Debt is a problem whether you can service it or not. If I go out and buy a $900,000 McMansion with 6 bedrooms, 5 baths, and a 1200 sq foot sunken living room, the mortgage will be a major problem for me for the next 30 years whether I can service that mortgage payment or not. But at least I could pay that debt OFF before I die (hopefully.) Our Federal debt will still be here long after we all go the way of the Dodo.Owlman wrote:As any good corporation would tell you, debt is only a problem if you can't service your debt (there are businesspeople that take on debt to offset some other income for example). Right now, our debt is not a problem. Countries are actually buying our debt as a matter of choice right now. We don't have a short-term debt problem, we have a long-term debt problem, with projections being extreme. The biggest culprits in terms of size, medicare, medicaid, social security and military expenditures. Medicaid is actually one of the most efficient health care programs out there. Social Security under Reagan increased taxes to pay for this time period (of the baby boomers). While that money was used for other things, social security is still safe for about 30 years.

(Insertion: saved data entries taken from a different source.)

//! Disaster safety guide generation.
//!
//! Guides are produced through the AI JSON path with the longer generation
//! timeout, cached under a composite key, and fall back to a fixed Japanese
//! guide when no provider is available. Content is advisory boilerplate,
//! not real-time data, so a cached guide never expires.

use chrono::Utc;
use serde::{Deserialize, Serialize};
use tracing::{debug, warn};

use crate::cache::{TranslationCache, TranslationKey};
use crate::extract;
use crate::language::Language;
use crate::provider::AiProvider;
use crate::warnings::Severity;

/// Disaster types a guide can be generated for.
pub const DISASTER_TYPES: [&str; 6] = [
    "earthquake",
    "tsunami",
    "flood",
    "typhoon",
    "volcano",
    "landslide",
];

#[derive(Debug, Clone, Serialize, Deserialize, PartialEq, Eq)]
pub struct SafetyGuide {
    pub disaster_type: String,
    pub severity: Severity,
    pub location: Option<String>,
    pub language: String,
    pub title: String,
    pub summary: String,
    pub immediate_actions: Vec<String>,
    #[serde(default)]
    pub preparation_tips: Vec<String>,
    #[serde(default)]
    pub evacuation_info: Option<String>,
    #[serde(default)]
    pub emergency_contacts: Option<String>,
    #[serde(default)]
    pub additional_notes: Option<String>,
    pub generated_at: String,
    /// Whether this guide came from the cache
    #[serde(default)]
    pub cached: bool,
}

#[derive(Clone)]
pub struct SafetyGuideGenerator {
    ai: AiProvider,
    cache: TranslationCache,
}

impl SafetyGuideGenerator {
    pub fn new(ai: AiProvider, cache: TranslationCache) -> Self {
        Self { ai, cache }
    }

    /// Generate (or recall) a safety guide. Never fails: with no provider
    /// and no cache entry, the fixed Japanese fallback guide is returned.
    pub async fn generate(
        &self,
        disaster_type: &str,
        language: Language,
        location: Option<&str>,
        severity: Severity,
    ) -> SafetyGuide {
        let composite = format!(
            "safety:{}:{}:{}",
            disaster_type,
            location.unwrap_or(""),
            severity.as_str()
        );
        let key = TranslationKey::new(&composite, language);

        if let Some(cached) = self.cache.get(&key) {
            match serde_json::from_str::<SafetyGuide>(&cached) {
                Ok(mut guide) => {
                    guide.cached = true;
                    return guide;
                }
                Err(e) => debug!("Discarding unparsable cached safety guide: {}", e),
            }
        }

        let prompt = build_guide_prompt(disaster_type, language, location, severity);
        match self.generate_with_ai(&prompt).await {
            Ok(value) => {
                let guide = guide_from_value(value, disaster_type, language, location, severity);
                if let Ok(serialized) = serde_json::to_string(&guide) {
                    self.cache.put(&key, &serialized);
                }
                guide
            }
            Err(e) => {
                warn!(
                    "Safety guide generation for {} ({}) failed: {}",
                    disaster_type,
                    language.code(),
                    e
                );
                fallback_guide(disaster_type, language, location, severity)
            }
        }
    }

    async fn generate_with_ai(
        &self,
        prompt: &str,
    ) -> Result<serde_json::Value, crate::translator::AiTierError> {
        let raw = self.ai.generate_json(prompt, 1500).await?;
        let value = extract::extract_json(&raw)?;
        Ok(value)
    }
}

fn build_guide_prompt(
    disaster_type: &str,
    language: Language,
    location: Option<&str>,
    severity: Severity,
) -> String {
    let severity_desc = match severity {
        Severity::Low => "minor risk, general awareness needed",
        Severity::Medium => "moderate risk, caution advised",
        Severity::High => "serious risk, immediate precautions needed",
        Severity::Extreme => "life-threatening emergency, immediate action required",
    };
    let location_context = match location {
        Some(loc) => format!(" in {}", loc),
        None => String::new(),
    };

    format!(
        r#"Generate a comprehensive safety guide for {disaster_type}{location_context} in {target}.

Severity level: {severity}

Return ONLY a JSON object with these exact keys (no markdown, no explanation):
{{
  "title": "Safety guide title in {target}",
  "summary": "Brief 1-2 sentence summary of what to do",
  "immediate_actions": ["action 1", "action 2", "action 3", "action 4", "action 5"],
  "preparation_tips": ["tip 1", "tip 2", "tip 3"],
  "evacuation_info": "Information about when and where to evacuate",
  "emergency_contacts": "Emergency numbers and resources (use Japan numbers: Police 110, Fire/Ambulance 119, Coast Guard 118)",
  "additional_notes": "Any additional important information"
}}

Important guidelines:
- All text must be in {target}
- For Easy Japanese, use simple hiragana and basic vocabulary with spaces between words
- immediate_actions should be specific, actionable steps in order of priority
- Include Japan-specific emergency information
- Focus on life-saving information first"#,
        disaster_type = disaster_type,
        location_context = location_context,
        target = language.name(),
        severity = severity_desc,
    )
}

fn guide_from_value(
    value: serde_json::Value,
    disaster_type: &str,
    language: Language,
    location: Option<&str>,
    severity: Severity,
) -> SafetyGuide {
    let string_list = |key: &str| -> Vec<String> {
        value
            .get(key)
            .and_then(serde_json::Value::as_array)
            .map(|items| {
                items
                    .iter()
                    .filter_map(serde_json::Value::as_str)
                    .map(str::to_owned)
                    .collect()
            })
            .unwrap_or_default()
    };
    let string_field = |key: &str| -> Option<String> {
        value
            .get(key)
            .and_then(serde_json::Value::as_str)
            .filter(|s| !s.trim().is_empty())
            .map(str::to_owned)
    };

    SafetyGuide {
        disaster_type: disaster_type.to_owned(),
        severity,
        location: location.map(str::to_owned),
        language: language.code().to_owned(),
        title: string_field("title").unwrap_or_else(|| disaster_type.to_owned()),
        summary: string_field("summary").unwrap_or_default(),
        immediate_actions: string_list("immediate_actions"),
        preparation_tips: string_list("preparation_tips"),
        evacuation_info: string_field("evacuation_info"),
        emergency_contacts: string_field("emergency_contacts"),
        additional_notes: string_field("additional_notes"),
        generated_at: Utc::now().to_rfc3339(),
        cached: false,
    }
}

/// Fixed Japanese guide used when no AI provider is reachable.
fn fallback_guide(
    disaster_type: &str,
    language: Language,
    location: Option<&str>,
    severity: Severity,
) -> SafetyGuide {
    let disaster_name = match disaster_type {
        "earthquake" => "地震",
        "tsunami" => "津波",
        "flood" => "洪水",
        "typhoon" => "台風",
        "volcano" => "火山",
        "landslide" => "土砂災害",
        other => other,
    };

    SafetyGuide {
        disaster_type: disaster_type.to_owned(),
        severity,
        location: location.map(str::to_owned),
        language: language.code().to_owned(),
        title: format!("{}の安全ガイド", disaster_name),
        summary: format!(
            "{}が発生した場合の安全対策です。落ち着いて行動してください。",
            disaster_name
        ),
        immediate_actions: vec![
            "身の安全を確保してください".to_owned(),
            "最新の情報を確認してください".to_owned(),
            "必要に応じて避難してください".to_owned(),
        ],
        preparation_tips: vec![
            "非常用持ち出し袋を準備しておきましょう".to_owned(),
            "避難場所を確認しておきましょう".to_owned(),
        ],
        evacuation_info: Some("市区町村の指示に従って避難してください".to_owned()),
        emergency_contacts: Some("警察: 110 / 消防・救急: 119 / 海上保安庁: 118".to_owned()),
        additional_notes: Some("正確な情報は公式発表をご確認ください".to_owned()),
        generated_at: Utc::now().to_rfc3339(),
        cached: false,
    }
}

#[cfg(test)]
mod tests {
    use super::*;
    use crate::config::Config;
    use std::time::Duration;
    use wiremock::matchers::method;
    use wiremock::{Mock, MockServer, ResponseTemplate};

    fn unconfigured_config() -> Config {
        Config {
            environment: "test".to_string(),
            jma_base_url: "https://www.jma.go.jp/bosai".to_string(),
            api_timeout: Duration::from_secs(10),
            ai_provider: "auto".to_string(),
            gemini_api_key: None,
            gemini_model: "gemini-2.0-flash-exp".to_string(),
            gemini_base_url: "https://generativelanguage.googleapis.com".to_string(),
            anthropic_api_key: None,
            anthropic_model: "claude-3-haiku-20240307".to_string(),
            anthropic_api_version: "2023-06-01".to_string(),
            anthropic_base_url: "https://api.anthropic.com".to_string(),
            ai_timeout_translate: Duration::from_secs(2),
            ai_timeout_generate: Duration::from_secs(2),
            ai_max_attempts: 1,
            aggregate_concurrency: 10,
            cache_file: "data/translation_cache.json".into(),
            host: "127.0.0.1".to_string(),
            port: 8000,
        }
    }

    #[tokio::test]
    async fn test_fallback_guide_without_provider() {
        let generator = SafetyGuideGenerator::new(
            AiProvider::new(&unconfigured_config()),
            TranslationCache::in_memory(),
        );

        let guide = generator
            .generate("earthquake", Language::ENGLISH, None, Severity::High)
            .await;

        assert_eq!(guide.title, "地震の安全ガイド");
        assert_eq!(guide.immediate_actions.len(), 3);
        assert!(guide.emergency_contacts.as_deref().unwrap().contains("119"));
        assert!(!guide.cached);
    }

    #[tokio::test]
    async fn test_guide_from_ai_and_cache_flag_on_second_call() {
        let mock_server = MockServer::start().await;
        let payload = serde_json::json!({
            "title": "Earthquake Safety Guide",
            "summary": "Protect yourself first.",
            "immediate_actions": ["Drop", "Cover", "Hold on"],
            "preparation_tips": ["Keep a go-bag"],
            "evacuation_info": "Follow municipal instructions.",
            "emergency_contacts": "Police 110, Fire/Ambulance 119",
            "additional_notes": "Check official sources."
        });
        Mock::given(method("POST"))
            .respond_with(ResponseTemplate::new(200).set_body_json(serde_json::json!({
                "candidates": [
                    { "content": { "parts": [{ "text": payload.to_string() }] } }
                ]
            })))
            .expect(1)
            .mount(&mock_server)
            .await;

        let mut config = unconfigured_config();
        config.gemini_api_key = Some("test-key".to_string());
        config.gemini_base_url = mock_server.uri();
        let generator =
            SafetyGuideGenerator::new(AiProvider::new(&config), TranslationCache::in_memory());

        let first = generator
            .generate("earthquake", Language::ENGLISH, Some("東京都"), Severity::High)
            .await;
        assert_eq!(first.title, "Earthquake Safety Guide");
        assert_eq!(first.immediate_actions, vec!["Drop", "Cover", "Hold on"]);
        assert!(!first.cached);

        // Mock allows a single request: the second guide must be cached
        let second = generator
            .generate("earthquake", Language::ENGLISH, Some("東京都"), Severity::High)
            .await;
        assert!(second.cached);
        assert_eq!(second.title, first.title);
    }

    #[tokio::test]
    async fn test_guide_cache_key_varies_by_severity() {
        let generator = SafetyGuideGenerator::new(
            AiProvider::new(&unconfigured_config()),
            TranslationCache::in_memory(),
        );

        let high = generator
            .generate("flood", Language::JAPANESE, None, Severity::High)
            .await;
        let low = generator
            .generate("flood", Language::JAPANESE, None, Severity::Low)
            .await;

        assert_eq!(high.severity, Severity::High);
        assert_eq!(low.severity, Severity::Low);
    }

    #[test]
    fn test_prompt_carries_severity_and_language() {
        let prompt =
            build_guide_prompt("tsunami", Language::KOREAN, Some("沖縄県"), Severity::Extreme);
        assert!(prompt.contains("tsunami in 沖縄県"));
        assert!(prompt.contains("Korean"));
        assert!(prompt.contains("life-threatening emergency"));
        assert!(prompt.contains("110"));
    }

    #[test]
    fn test_disaster_types_cover_the_common_set() {
        assert!(DISASTER_TYPES.contains(&"earthquake"));
        assert!(DISASTER_TYPES.contains(&"volcano"));
        assert_eq!(DISASTER_TYPES.len(), 6);
    }
}
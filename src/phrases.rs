//! Static phrase tables: known disaster vocabulary resolved without any
//! network call.
//!
//! Covers the curated epicenter/region names, JMA seismic intensity labels,
//! tsunami warning levels and a handful of fixed alert sentences, each bound
//! to all 16 languages when the table is first built. Lookup is exact-match
//! only; a miss returns `None` and signals the caller to fall through to the
//! cache/AI tiers.

use std::collections::HashMap;
use std::sync::OnceLock;

use crate::language::Language;

/// How a curated location name is rendered in the languages that are
/// derived from per-kind sentence patterns rather than hand-curated.
#[derive(Debug, Clone, Copy, PartialEq, Eq)]
enum LocationKind {
    /// Inland region: 石狩地方 → "Ishikari Region" / "Région de Ishikari"
    Region,
    /// Offshore of a prefecture: 福島県沖 → "Off the coast of ..." / "Au large de ..."
    OffCoast,
    /// Bay: 駿河湾 → "Suruga Bay" / "Baie de Suruga"
    Bay,
    /// Island chain: 小笠原諸島 → "Ogasawara Islands" / "Îles Ogasawara"
    Islands,
    /// Adjacent sea of an island: 沖縄本島近海 → "Near Okinawa Island"
    NearIsland,
    /// No structural pattern; derived languages reuse the curated English
    Custom,
}

/// One curated location: the canonical Japanese name, the romanized proper
/// noun used by the pattern expansion, and hand-curated translations for the
/// languages the upstream vocabulary is maintained in.
struct LocationEntry {
    ja: &'static str,
    romaji: &'static str,
    kind: LocationKind,
    en: &'static str,
    zh: &'static str,
    zh_tw: &'static str,
    ko: &'static str,
    vi: &'static str,
    easy_ja: &'static str,
}

/// Per-language earthquake message skeleton. Placeholders: {location},
/// {magnitude}, {intensity}, {depth}, {tsunami_info}.
#[derive(Debug, Clone)]
pub struct EarthquakeTemplate {
    pub body: &'static str,
    /// Tsunami clause when no tsunami is expected
    pub tsunami_safe: &'static str,
    /// Tsunami clause when a warning is active; placeholder: {warning}
    pub tsunami_warning: &'static str,
}

struct PhraseTable {
    /// (source text, language code) → translation, merged across all
    /// vocabulary classes
    entries: HashMap<(String, &'static str), String>,
    location_count: usize,
    earthquake_templates: HashMap<&'static str, EarthquakeTemplate>,
}

static TABLE: OnceLock<PhraseTable> = OnceLock::new();

fn table() -> &'static PhraseTable {
    TABLE.get_or_init(build_table)
}

/// Exact-match lookup against every static table.
///
/// Returns `None` on a miss, the expected common case for free-form
/// sentences. Japanese targets always miss; the translator short-circuits
/// them before reaching this tier.
pub fn lookup(text: &str, language: Language) -> Option<&'static str> {
    let key = (text.trim().to_owned(), language.code());
    table().entries.get(&key).map(String::as_str)
}

/// Translate a bare intensity scale value ("5弱", "7", ...).
pub fn intensity_label(intensity: &str, language: Language) -> Option<&'static str> {
    lookup(intensity, language)
}

/// Translate a tsunami warning level ("津波警報", "なし", ...).
pub fn tsunami_label(warning: &str, language: Language) -> Option<&'static str> {
    lookup(warning, language)
}

/// Translate a curated epicenter/region name.
pub fn location_name(location: &str, language: Language) -> Option<&'static str> {
    lookup(location, language)
}

/// Number of curated location entries.
pub fn static_location_count() -> usize {
    table().location_count
}

/// The earthquake message skeleton for a language.
pub fn earthquake_template(language: Language) -> &'static EarthquakeTemplate {
    let templates = &table().earthquake_templates;
    templates
        .get(language.code())
        .or_else(|| templates.get("en"))
        .expect("English earthquake template must exist")
}

// ---------------------------------------------------------------------------
// Table construction
// ---------------------------------------------------------------------------

fn build_table() -> PhraseTable {
    let mut entries = HashMap::new();

    let location_count = insert_locations(&mut entries);
    insert_intensities(&mut entries);
    insert_tsunami_levels(&mut entries);
    insert_fixed_sentences(&mut entries);

    PhraseTable {
        entries,
        location_count,
        earthquake_templates: earthquake_templates(),
    }
}

fn insert(
    entries: &mut HashMap<(String, &'static str), String>,
    ja: &str,
    code: &'static str,
    value: String,
) {
    entries.insert((ja.to_owned(), code), value);
}

/// Languages whose location names are derived from per-kind patterns.
const PATTERN_LANGS: [&str; 9] = ["fr", "de", "it", "es", "id", "ms", "tl", "th", "ne"];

The biggest problems are the military and medicare. The military spent money on two wars and didn't even include their costs in the budget. That's a huge backlog of money. Our military budget drawfs every other country in the world. Medicare is only solvent for about 12 years. It's a 300,000 gift transfer to seniors. But of the programs mentioned, which is the one most likely to get attacked? The one with the least influential voters, medicaid (even though it's the most efficient of all the ones mentioned). Despite rhetoric, generally, the poor don't vote and don't have a big lobbiest.
They need long term solutions, not short term that actually makes it worse. Watch. When companies start cutting their research budget, those are companies on the downslide. When things tight, you increase your research budget, not decrease it.
The two biggest problems for our federal debt are not the military and medicare. The two biggest problems are that married people are having fewer children and we are all living longer (can't afford to pay retirees at age 62.) You can't grow your way out of debt with an ever aging population that has lost the will to marry and reproduce itself.